Stored records
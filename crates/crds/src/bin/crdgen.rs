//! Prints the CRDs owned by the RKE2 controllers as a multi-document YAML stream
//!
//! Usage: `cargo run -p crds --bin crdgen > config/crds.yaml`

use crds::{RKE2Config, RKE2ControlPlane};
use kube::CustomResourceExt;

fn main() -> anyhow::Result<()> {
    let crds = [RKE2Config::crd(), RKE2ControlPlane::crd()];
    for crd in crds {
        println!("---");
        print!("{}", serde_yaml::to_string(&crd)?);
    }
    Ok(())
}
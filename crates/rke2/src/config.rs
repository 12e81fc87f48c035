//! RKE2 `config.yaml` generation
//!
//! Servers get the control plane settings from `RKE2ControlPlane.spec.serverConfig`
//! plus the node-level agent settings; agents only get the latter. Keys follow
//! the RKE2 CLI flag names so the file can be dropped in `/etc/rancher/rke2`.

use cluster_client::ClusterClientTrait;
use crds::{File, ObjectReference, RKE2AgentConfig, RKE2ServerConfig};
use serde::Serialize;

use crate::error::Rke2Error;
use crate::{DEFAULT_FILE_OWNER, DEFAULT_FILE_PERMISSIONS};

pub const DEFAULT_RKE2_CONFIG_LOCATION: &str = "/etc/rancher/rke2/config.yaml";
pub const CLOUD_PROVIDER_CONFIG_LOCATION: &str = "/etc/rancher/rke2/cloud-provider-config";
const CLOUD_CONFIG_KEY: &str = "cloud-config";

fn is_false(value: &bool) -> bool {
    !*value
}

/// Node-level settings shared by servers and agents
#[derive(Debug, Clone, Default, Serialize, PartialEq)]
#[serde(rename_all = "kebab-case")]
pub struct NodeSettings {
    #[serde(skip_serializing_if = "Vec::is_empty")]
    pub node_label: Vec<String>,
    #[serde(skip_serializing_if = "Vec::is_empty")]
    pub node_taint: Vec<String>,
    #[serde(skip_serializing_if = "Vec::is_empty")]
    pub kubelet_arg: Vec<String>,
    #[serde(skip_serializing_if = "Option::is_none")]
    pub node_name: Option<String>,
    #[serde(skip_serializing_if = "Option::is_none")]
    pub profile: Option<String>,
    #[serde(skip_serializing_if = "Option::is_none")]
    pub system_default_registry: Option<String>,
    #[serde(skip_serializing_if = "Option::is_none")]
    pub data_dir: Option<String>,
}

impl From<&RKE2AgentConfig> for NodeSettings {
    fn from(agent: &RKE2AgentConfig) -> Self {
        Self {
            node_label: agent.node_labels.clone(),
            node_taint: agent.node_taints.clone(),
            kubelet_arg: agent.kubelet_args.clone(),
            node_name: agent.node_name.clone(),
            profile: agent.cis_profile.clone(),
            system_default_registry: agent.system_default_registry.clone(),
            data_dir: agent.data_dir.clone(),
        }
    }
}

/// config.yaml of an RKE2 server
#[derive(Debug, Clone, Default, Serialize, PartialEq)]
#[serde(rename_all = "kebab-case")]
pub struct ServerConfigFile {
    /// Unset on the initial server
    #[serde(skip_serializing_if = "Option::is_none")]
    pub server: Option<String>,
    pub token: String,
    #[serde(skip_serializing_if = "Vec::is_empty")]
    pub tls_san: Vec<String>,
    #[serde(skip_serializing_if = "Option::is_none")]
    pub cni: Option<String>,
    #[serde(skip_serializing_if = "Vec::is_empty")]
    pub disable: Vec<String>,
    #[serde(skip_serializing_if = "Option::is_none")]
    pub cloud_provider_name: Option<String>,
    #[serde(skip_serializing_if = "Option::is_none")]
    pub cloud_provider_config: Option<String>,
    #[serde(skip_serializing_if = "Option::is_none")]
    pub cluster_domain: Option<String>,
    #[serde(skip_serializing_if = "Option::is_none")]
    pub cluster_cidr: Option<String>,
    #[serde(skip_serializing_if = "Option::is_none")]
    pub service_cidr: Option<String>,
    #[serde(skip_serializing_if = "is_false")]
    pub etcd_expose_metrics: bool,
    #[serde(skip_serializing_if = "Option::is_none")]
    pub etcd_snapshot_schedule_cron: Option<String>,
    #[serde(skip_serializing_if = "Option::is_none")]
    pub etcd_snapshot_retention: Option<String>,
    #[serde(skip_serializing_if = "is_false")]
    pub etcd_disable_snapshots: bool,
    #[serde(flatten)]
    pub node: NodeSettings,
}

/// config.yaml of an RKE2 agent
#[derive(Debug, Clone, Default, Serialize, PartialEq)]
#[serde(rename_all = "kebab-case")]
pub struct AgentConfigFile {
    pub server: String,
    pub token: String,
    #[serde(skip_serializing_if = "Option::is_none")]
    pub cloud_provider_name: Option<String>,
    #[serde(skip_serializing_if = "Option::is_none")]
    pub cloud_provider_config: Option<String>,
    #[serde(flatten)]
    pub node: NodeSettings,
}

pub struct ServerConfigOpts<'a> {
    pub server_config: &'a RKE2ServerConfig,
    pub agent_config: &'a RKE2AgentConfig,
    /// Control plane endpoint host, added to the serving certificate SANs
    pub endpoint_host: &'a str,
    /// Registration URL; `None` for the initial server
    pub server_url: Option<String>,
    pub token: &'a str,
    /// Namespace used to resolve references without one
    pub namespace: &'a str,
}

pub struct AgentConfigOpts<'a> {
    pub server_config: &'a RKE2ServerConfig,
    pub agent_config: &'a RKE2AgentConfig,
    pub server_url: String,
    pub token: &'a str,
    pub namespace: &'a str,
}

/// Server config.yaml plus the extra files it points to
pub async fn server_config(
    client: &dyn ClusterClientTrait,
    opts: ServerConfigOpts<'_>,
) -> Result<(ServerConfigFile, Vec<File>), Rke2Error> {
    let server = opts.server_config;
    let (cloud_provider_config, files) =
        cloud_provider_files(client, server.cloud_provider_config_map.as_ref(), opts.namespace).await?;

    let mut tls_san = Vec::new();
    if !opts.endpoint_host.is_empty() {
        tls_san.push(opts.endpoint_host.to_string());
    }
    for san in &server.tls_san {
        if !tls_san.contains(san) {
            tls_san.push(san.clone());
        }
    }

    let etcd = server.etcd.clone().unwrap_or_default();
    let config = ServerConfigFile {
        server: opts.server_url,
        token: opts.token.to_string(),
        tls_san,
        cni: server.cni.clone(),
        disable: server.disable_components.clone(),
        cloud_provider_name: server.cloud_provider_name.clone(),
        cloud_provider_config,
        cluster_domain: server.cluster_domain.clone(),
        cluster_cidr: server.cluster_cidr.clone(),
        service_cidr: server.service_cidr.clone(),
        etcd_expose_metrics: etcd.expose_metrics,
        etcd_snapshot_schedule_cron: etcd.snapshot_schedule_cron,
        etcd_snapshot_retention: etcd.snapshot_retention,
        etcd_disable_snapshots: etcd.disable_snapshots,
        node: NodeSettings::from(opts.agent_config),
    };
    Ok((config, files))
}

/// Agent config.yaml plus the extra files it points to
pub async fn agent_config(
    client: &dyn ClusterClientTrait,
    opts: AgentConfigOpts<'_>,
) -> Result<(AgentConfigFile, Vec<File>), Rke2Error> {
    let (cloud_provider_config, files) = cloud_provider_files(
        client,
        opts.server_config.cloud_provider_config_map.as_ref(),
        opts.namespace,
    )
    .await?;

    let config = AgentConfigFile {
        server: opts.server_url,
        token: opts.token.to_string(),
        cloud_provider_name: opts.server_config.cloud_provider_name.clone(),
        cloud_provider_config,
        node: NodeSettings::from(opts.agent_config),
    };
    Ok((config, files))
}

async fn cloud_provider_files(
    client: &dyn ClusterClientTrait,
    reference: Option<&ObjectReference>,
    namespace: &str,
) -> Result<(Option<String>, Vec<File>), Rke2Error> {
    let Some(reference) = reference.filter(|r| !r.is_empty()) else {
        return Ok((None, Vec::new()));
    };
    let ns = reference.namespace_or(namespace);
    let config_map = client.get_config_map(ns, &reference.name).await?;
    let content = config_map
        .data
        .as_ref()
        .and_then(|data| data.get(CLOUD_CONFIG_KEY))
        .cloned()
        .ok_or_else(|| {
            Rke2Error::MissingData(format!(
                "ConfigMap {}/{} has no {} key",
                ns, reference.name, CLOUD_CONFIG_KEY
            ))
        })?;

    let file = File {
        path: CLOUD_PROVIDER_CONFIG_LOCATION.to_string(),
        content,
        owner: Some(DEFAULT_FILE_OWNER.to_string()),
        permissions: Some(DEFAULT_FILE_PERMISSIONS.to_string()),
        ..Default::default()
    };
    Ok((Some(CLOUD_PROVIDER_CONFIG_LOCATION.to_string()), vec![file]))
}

■ Problem ■
A complete answer gives every line of the data that includes "bool".

■ Expected output ■
fn is_false(value: &bool) -> bool {
    pub etcd_expose_metrics: bool,
    pub etcd_disable_snapshots: bool,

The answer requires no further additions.